Indeed, added Hausner, “many places of employment – including hi-tech firms with ‘clean rooms’ containing delicate computer equipment – preceded the provisions of this law and banned smoking altogether or in part. So have many restaurants and coffee shops that do not make use of the possibility to designate a separate smoking room.”
Even today, said Hausner, the ban on smoking on airplanes is the result of an international agreement between the carriers, “which was reached in the 1990s as a result of my application to the Supreme Court against El Al and the Transport Ministry. Similarly, the law allows a smoking car in Israel Railway trains, but the management decided against it.”

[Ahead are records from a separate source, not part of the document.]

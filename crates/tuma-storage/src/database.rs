// SPDX-FileCopyrightText: 2026 Tuma Contributors
// SPDX-License-Identifier: MIT OR Apache-2.0

//! Database connection management with PRAGMA setup, WAL mode, and lifecycle.
//!
//! All writes are serialized through tokio-rusqlite's single background
//! thread. Do NOT create additional Connection instances for writes.

use tuma_core::TumaError;

use crate::migrations;

/// Handle to the single SQLite connection used by the whole process.
pub struct Database {
    conn: tokio_rusqlite::Connection,
}

impl Database {
    /// Open (or create) the database at `path` with WAL mode enabled.
    pub async fn open(path: &str) -> Result<Self, TumaError> {
        Self::open_with_options(path, true).await
    }

    /// Open (or create) the database at `path`, optionally enabling WAL mode.
    ///
    /// Creates parent directories, applies PRAGMAs, and runs all pending
    /// migrations before returning.
    pub async fn open_with_options(path: &str, wal_mode: bool) -> Result<Self, TumaError> {
        if let Some(parent) = std::path::Path::new(path).parent()
            && !parent.as_os_str().is_empty()
        {
            std::fs::create_dir_all(parent).map_err(|e| TumaError::Storage {
                source: Box::new(e),
            })?;
        }

        let conn = tokio_rusqlite::Connection::open(path)
            .await
            .map_err(|e| TumaError::Storage {
                source: Box::new(e),
            })?;

        conn.call(move |conn| -> Result<(), rusqlite::Error> {
            if wal_mode {
                conn.pragma_update(None, "journal_mode", "WAL")?;
            }
            conn.pragma_update(None, "foreign_keys", "ON")?;
            conn.pragma_update(None, "busy_timeout", 5000)?;
            Ok(())
        })
        .await
        .map_err(map_tr_err)?;

        conn.call(|conn| migrations::run_migrations(conn))
            .await
            .map_err(|e| match e {
                tokio_rusqlite::Error::Error(e) => e,
                e => TumaError::Storage {
                    source: Box::new(e),
                },
            })?;

        tracing::debug!(path, wal_mode, "database opened");
        Ok(Self { conn })
    }

    /// The underlying tokio-rusqlite connection. Query modules call through
    /// `connection().call(...)`.
    pub fn connection(&self) -> &tokio_rusqlite::Connection {
        &self.conn
    }

    /// Close the connection, flushing any pending work.
    pub async fn close(self) -> Result<(), TumaError> {
        self.conn.close().await.map_err(map_tr_err)
    }
}

/// Adapt a tokio-rusqlite error into the workspace error type.
pub fn map_tr_err(e: tokio_rusqlite::Error) -> TumaError {
    TumaError::Storage {
        source: Box::new(e),
    }
}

Dr. Leah Rosen, a Tel Aviv University tobacco prevention researcher, told the Post that the decision by CUNY is “commendable and well justified. It would be an excellent measure for us to adopt here in Israel. Tobacco is the only legal product which kills half of its users, when used in the ordinary way. Restricting smoking in educational institutions provides a clear message to our youth and educators that smoking is unacceptable in those environments. This step will help de-normalize smoking, discourage initiation, promote cessation and end exposure of nonsmoker’s to second- and third-hand smoke in those places.”
The Israel Cancer Association officially welcomed the CUNY decision and called it as “an important step in the war against smoking.”
The ICA called on the managements of all Israeli universities and colleges to take up the challenge and completely bar smoking on campuses, including outdoors. It noted that cigarettes contain 43 proven toxic and carcinogenic chemicals and cause 10,000 Israeli deaths a year, including 1,000 to 1,500 nonsmokers who inhale the toxins of those near them.
A HU spokesman, Jerry Barach, said that “smoking is prohibited indoors on our campuses but not outdoors. I believe that this is the common practice in Israel.”
Meanwhile, in a 45 to one vote, the Knesset passed on Wednesday in its preliminary reading a private member’s bill initiated by MK Uri Ariel to prohibit cigarette vending machines around the country. The bill was previously approved by the ministerial committee on legislation.